Former railway station in England

Minories was the initial western terminus of the London and Blackwall Railway (LBR). It was located in the parish of St Botolph without Aldgate, to the northeast of the Tower of London. The LBR had hoped to build a terminus in the City of London and received authorisation to extend the railway before Minories was opened. It was converted to a through station in 1841 and closed permanently in 1853. A boundary change in 1994 brought the former station site within the City of London.

==History==
Minories station opened on 6 July 1840, as the western terminus of the London and Blackwall Railway. The line was operated on a cable-hauled basis with a 400 hp pair of stationary steam engines at Blackwall and Minories winding a cable 7 mi long, to which the trains were attached on the cable car principle. The two lines were bidirectional, with the second line opening on 3 August 1840.

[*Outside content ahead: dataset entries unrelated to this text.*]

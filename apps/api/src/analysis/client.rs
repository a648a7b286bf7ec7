//! Remote CV analysis client: the only module that talks to the analysis API.
//!
//! One POST per review. Transport errors, 429 and 5xx are retried once after a
//! one second pause; anything else is returned to the caller, which falls back
//! to local scoring.

use std::collections::BTreeMap;
use std::time::Duration;

use reqwest::Client;
use serde::{Deserialize, Serialize};
use thiserror::Error;
use tracing::{debug, warn};

use crate::models::cv::{ContactInfo, CvData, CvMetrics, SectionName};
use crate::models::session::ReviewType;

const MAX_ATTEMPTS: u32 = 2;
const RETRY_DELAY: Duration = Duration::from_secs(1);

#[derive(Debug, Error)]
pub enum AnalysisClientError {
    #[error("HTTP error: {0}")]
    Http(#[from] reqwest::Error),

    #[error("API error (status {status}): {message}")]
    Api { status: u16, message: String },

    #[error("JSON parse error: {0}")]
    Parse(#[from] serde_json::Error),

    #[error("analysis rejected: {0}")]
    Rejected(String),

    #[error("malformed analysis response: {0}")]
    Malformed(String),

    #[error("analysis timed out after {0:?}")]
    Timeout(Duration),
}

#[derive(Debug, Serialize)]
struct AnalysisRequest<'a> {
    cv_text: &'a str,
    sections: &'a BTreeMap<SectionName, String>,
    contact_info: &'a ContactInfo,
    metrics: &'a CvMetrics,
    review_type: &'a str,
}

#[derive(Debug, Deserialize)]
#[serde(rename_all = "camelCase")]
struct AnalysisResponse {
    #[serde(default)]
    success: bool,
    improvement_score: Option<serde_json::Value>,
    insights: Option<Vec<String>>,
    error: Option<String>,
}

/// Validated remote verdict.
#[derive(Debug, Clone, PartialEq)]
pub struct RemoteAnalysis {
    pub improvement_score: u8,
    pub insights: Vec<String>,
}

#[derive(Clone)]
pub struct AnalysisClient {
    client: Client,
    api_url: String,
    api_key: String,
    timeout: Duration,
}

impl AnalysisClient {
    pub fn new(
        api_url: impl Into<String>,
        api_key: impl Into<String>,
        timeout: Duration,
    ) -> Result<Self, AnalysisClientError> {
        Ok(Self {
            client: Client::builder().timeout(timeout).build()?,
            api_url: api_url.into(),
            api_key: api_key.into(),
            timeout,
        })
    }

    /// Scores `cv` remotely. The whole exchange, retries included, is bounded
    /// by the configured timeout.
    pub async fn analyze(
        &self,
        cv: &CvData,
        review_type: ReviewType,
    ) -> Result<RemoteAnalysis, AnalysisClientError> {
        let request = AnalysisRequest {
            cv_text: &cv.full_text,
            sections: &cv.sections,
            contact_info: &cv.contact_info,
            metrics: &cv.metrics,
            review_type: review_type.as_str(),
        };

        tokio::time::timeout(self.timeout, self.call(&request))
            .await
            .map_err(|_| AnalysisClientError::Timeout(self.timeout))?
    }

    async fn call(
        &self,
        request: &AnalysisRequest<'_>,
    ) -> Result<RemoteAnalysis, AnalysisClientError> {
        let mut last_error: Option<AnalysisClientError> = None;

        for attempt in 0..MAX_ATTEMPTS {
            if attempt > 0 {
                warn!(
                    "Analysis call attempt {} failed, retrying after {}ms...",
                    attempt,
                    RETRY_DELAY.as_millis()
                );
                tokio::time::sleep(RETRY_DELAY).await;
            }

            let response = self
                .client
                .post(&self.api_url)
                .bearer_auth(&self.api_key)
                .json(request)
                .send()
                .await;

            let response = match response {
                Ok(r) => r,
                Err(e) => {
                    last_error = Some(AnalysisClientError::Http(e));
                    continue;
                }
            };

            let status = response.status();

            if status.as_u16() == 429 || status.is_server_error() {
                let body = response.text().await.unwrap_or_default();
                warn!("Analysis API returned {}: {}", status, body);
                last_error = Some(AnalysisClientError::Api {
                    status: status.as_u16(),
                    message: body,
                });
                continue;
            }

            if !status.is_success() {
                let body = response.text().await.unwrap_or_default();
                return Err(AnalysisClientError::Api {
                    status: status.as_u16(),
                    message: body,
                });
            }

            let body = response.text().await?;
            let parsed: AnalysisResponse = serde_json::from_str(&body)?;
            let analysis = validate(parsed)?;

            debug!(
                "Analysis call succeeded: score={}, insights={}",
                analysis.improvement_score,
                analysis.insights.len()
            );

            return Ok(analysis);
        }

        Err(last_error.unwrap_or(AnalysisClientError::Malformed(
            "no attempt was made".to_string(),
        )))
    }
}

/// A response is usable only when it claims success, carries an integer score
/// in [0,100], and a non-empty insight list.
fn validate(response: AnalysisResponse) -> Result<RemoteAnalysis, AnalysisClientError> {
    if !response.success {
        return Err(AnalysisClientError::Rejected(
            response.error.unwrap_or_else(|| "success=false".to_string()),
        ));
    }

    let score = response
        .improvement_score
        .as_ref()
        .and_then(serde_json::Value::as_i64)
        .ok_or_else(|| AnalysisClientError::Malformed("missing integer improvementScore".into()))?;
    let improvement_score = u8::try_from(score)
        .ok()
        .filter(|s| *s <= 100)
        .ok_or_else(|| AnalysisClientError::Malformed(format!("score {score} out of range")))?;

    let insights: Vec<String> = response
        .insights
        .unwrap_or_default()
        .into_iter()
        .map(|i| i.trim().to_string())
        .filter(|i| !i.is_empty())
        .collect();
    if insights.is_empty() {
        return Err(AnalysisClientError::Malformed("no insights".into()));
    }

    Ok(RemoteAnalysis {
        improvement_score,
        insights,
    })
}

#[cfg(test)]
mod tests {
    use super::*;
    use serde_json::json;

    fn parse(value: serde_json::Value) -> Result<RemoteAnalysis, AnalysisClientError> {
        validate(serde_json::from_value(value).unwrap())
    }

    #[test]
    fn test_validate_accepts_well_formed_response() {
        let analysis = parse(json!({
            "success": true,
            "improvementScore": 72,
            "insights": ["STRUCTURE: tighten", "Add metrics"]
        }))
        .unwrap();
        assert_eq!(analysis.improvement_score, 72);
        assert_eq!(analysis.insights, vec!["STRUCTURE: tighten", "Add metrics"]);
    }

    #[test]
    fn test_validate_rejects_unsuccessful_response() {
        let err = parse(json!({"success": false, "error": "quota"})).unwrap_err();
        assert!(matches!(err, AnalysisClientError::Rejected(m) if m == "quota"));
    }

    #[test]
    fn test_validate_rejects_out_of_range_or_fractional_score() {
        for score in [json!(101), json!(-3), json!(55.5), json!("80")] {
            let err = parse(json!({"success": true, "improvementScore": score, "insights": ["x"]}))
                .unwrap_err();
            assert!(matches!(err, AnalysisClientError::Malformed(_)));
        }
    }

    #[test]
    fn test_validate_rejects_empty_insights() {
        let err = parse(json!({"success": true, "improvementScore": 60, "insights": ["  "]}))
            .unwrap_err();
        assert!(matches!(err, AnalysisClientError::Malformed(_)));
    }

    #[test]
    fn test_request_serializes_section_names_as_keys() {
        let mut sections = BTreeMap::new();
        sections.insert(SectionName::Skills, "Rust".to_string());
        let request = AnalysisRequest {
            cv_text: "Skills\nRust",
            sections: &sections,
            contact_info: &ContactInfo::default(),
            metrics: &CvMetrics::default(),
            review_type: "advanced",
        };
        let value = serde_json::to_value(&request).unwrap();
        assert_eq!(value["sections"]["skills"], "Rust");
        assert_eq!(value["review_type"], "advanced");
        assert_eq!(value["metrics"]["estimatedPages"], 0);
    }
}
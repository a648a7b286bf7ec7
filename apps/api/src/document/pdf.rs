//! PDF text reconstruction.
//!
//! Walks each page's content stream and tracks the text-line matrix so that
//! fragments drawn on the same baseline join into one line and a baseline
//! change starts a new one. Pages are separated by a blank line.

use lopdf::content::{Content, Operation};
use lopdf::{Document, Object};

use crate::document::{ExtractedDocument, StructuredMeta};
use crate::errors::ReviewError;

/// TJ adjustments more negative than this (thousandths of an em) are word gaps.
const WORD_GAP_THRESHOLD: f32 = -200.0;
/// Baselines closer than this are treated as the same line.
const BASELINE_EPSILON: f32 = 0.5;

pub fn extract_pdf(bytes: &[u8]) -> Result<ExtractedDocument, ReviewError> {
    let document = Document::load_mem(bytes)
        .map_err(|e| ReviewError::ExtractionFailed(format!("unreadable PDF: {e}")))?;

    if document.is_encrypted() {
        return Err(ReviewError::ExtractionFailed("PDF is encrypted".to_string()));
    }

    let pages = document.get_pages();
    if pages.is_empty() {
        return Err(ReviewError::ExtractionFailed("PDF has no pages".to_string()));
    }

    let mut page_texts = Vec::with_capacity(pages.len());
    for page_id in pages.values() {
        let raw = document
            .get_page_content(*page_id)
            .map_err(|e| ReviewError::ExtractionFailed(format!("unreadable page content: {e}")))?;
        let content = Content::decode(&raw)
            .map_err(|e| ReviewError::ExtractionFailed(format!("malformed content stream: {e}")))?;
        page_texts.push(reconstruct_lines(&content.operations));
    }

    let mut raw_text = page_texts.join("\n\n");

    // Fonts with custom encodings decode to noise through the positional walk;
    // pdf-extract understands ToUnicode maps, so give it a second try.
    if !raw_text.chars().any(char::is_alphanumeric) {
        raw_text = pdf_extract::extract_text_from_mem(bytes)
            .map_err(|e| ReviewError::ExtractionFailed(format!("PDF text extraction failed: {e}")))?;
    }

    Ok(ExtractedDocument {
        raw_text,
        meta: StructuredMeta {
            page_count: Some(pages.len()),
            pdf_version: Some(document.version.clone()),
            ..StructuredMeta::default()
        },
    })
}

/// Text-space cursor. Only the vertical component matters for line breaks.
struct TextCursor {
    line_y: f32,
    scale_y: f32,
    leading: f32,
}

impl TextCursor {
    fn new() -> Self {
        Self {
            line_y: 0.0,
            scale_y: 1.0,
            leading: 0.0,
        }
    }

    fn next_line(&mut self) {
        self.line_y -= self.leading * self.scale_y;
    }
}

struct LineWriter {
    out: String,
    baseline: Option<f32>,
}

impl LineWriter {
    fn push(&mut self, y: f32, fragment: &str) {
        if fragment.is_empty() {
            return;
        }
        if let Some(previous) = self.baseline {
            if (previous - y).abs() > BASELINE_EPSILON {
                self.out.push('\n');
            }
        }
        self.out.push_str(fragment);
        self.baseline = Some(y);
    }
}

fn reconstruct_lines(operations: &[Operation]) -> String {
    let mut cursor = TextCursor::new();
    let mut writer = LineWriter {
        out: String::new(),
        baseline: None,
    };

    for op in operations {
        let operands = &op.operands;
        match op.operator.as_str() {
            "BT" => {
                cursor.line_y = 0.0;
                cursor.scale_y = 1.0;
            }
            "Tm" => {
                if let (Some(d), Some(f)) = (number_at(operands, 3), number_at(operands, 5)) {
                    cursor.scale_y = if d == 0.0 { 1.0 } else { d };
                    cursor.line_y = f;
                }
            }
            "Td" => {
                if let Some(ty) = number_at(operands, 1) {
                    cursor.line_y += ty * cursor.scale_y;
                }
            }
            "TD" => {
                if let Some(ty) = number_at(operands, 1) {
                    cursor.leading = -ty;
                    cursor.line_y += ty * cursor.scale_y;
                }
            }
            "TL" => {
                if let Some(leading) = number_at(operands, 0) {
                    cursor.leading = leading;
                }
            }
            "T*" => cursor.next_line(),
            "Tj" => {
                if let Some(Object::String(bytes, _)) = operands.first() {
                    writer.push(cursor.line_y, &decode_win_ansi(bytes));
                }
            }
            "'" => {
                cursor.next_line();
                if let Some(Object::String(bytes, _)) = operands.first() {
                    writer.push(cursor.line_y, &decode_win_ansi(bytes));
                }
            }
            "\"" => {
                cursor.next_line();
                if let Some(Object::String(bytes, _)) = operands.get(2) {
                    writer.push(cursor.line_y, &decode_win_ansi(bytes));
                }
            }
            "TJ" => {
                if let Some(Object::Array(elements)) = operands.first() {
                    writer.push(cursor.line_y, &join_tj_elements(elements));
                }
            }
            _ => {}
        }
    }

    writer.out
}

fn join_tj_elements(elements: &[Object]) -> String {
    let mut text = String::new();
    for element in elements {
        match element {
            Object::String(bytes, _) => text.push_str(&decode_win_ansi(bytes)),
            other => {
                if let Some(adjustment) = as_number(other) {
                    if adjustment < WORD_GAP_THRESHOLD && !text.ends_with(' ') {
                        text.push(' ');
                    }
                }
            }
        }
    }
    text
}

fn number_at(operands: &[Object], index: usize) -> Option<f32> {
    operands.get(index).and_then(as_number)
}

fn as_number(object: &Object) -> Option<f32> {
    match object {
        Object::Integer(i) => Some(*i as f32),
        Object::Real(r) => Some(*r as f32),
        _ => None,
    }
}

/// Decodes a simple-font string as WinAnsi (Latin-1 plus the 0x80–0x9F block).
pub(crate) fn decode_win_ansi(bytes: &[u8]) -> String {
    bytes
        .iter()
        .map(|&b| match b {
            0x80 => '€',
            0x91 => '‘',
            0x92 => '’',
            0x93 => '“',
            0x94 => '”',
            0x95 => '•',
            0x96 => '–',
            0x97 => '—',
            _ => b as char,
        })
        .collect()
}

The promoters of the railway had hoped to build a terminus at Leadenhall Street in the City of London, but it was resisted by the city authorities and a terminus near Minories was authorised by the British Parliament. In 1839, prior to opening of the railway, a short extension from Minories to Fenchurch Street in the City of London was authorised. Fenchurch Street opened to passengers on 2 August 1841. Minories was adapted to operate as a through station.

Sunday service commenced in 1842. The station was closed following the last cable-hauled service on 14 February 1849. It reopened on 9 September 1849 and was closed permanently on 24 October 1853.

==Design==
The station was built with a temporary roof, as the extension to Fenchurch Street was anticipated.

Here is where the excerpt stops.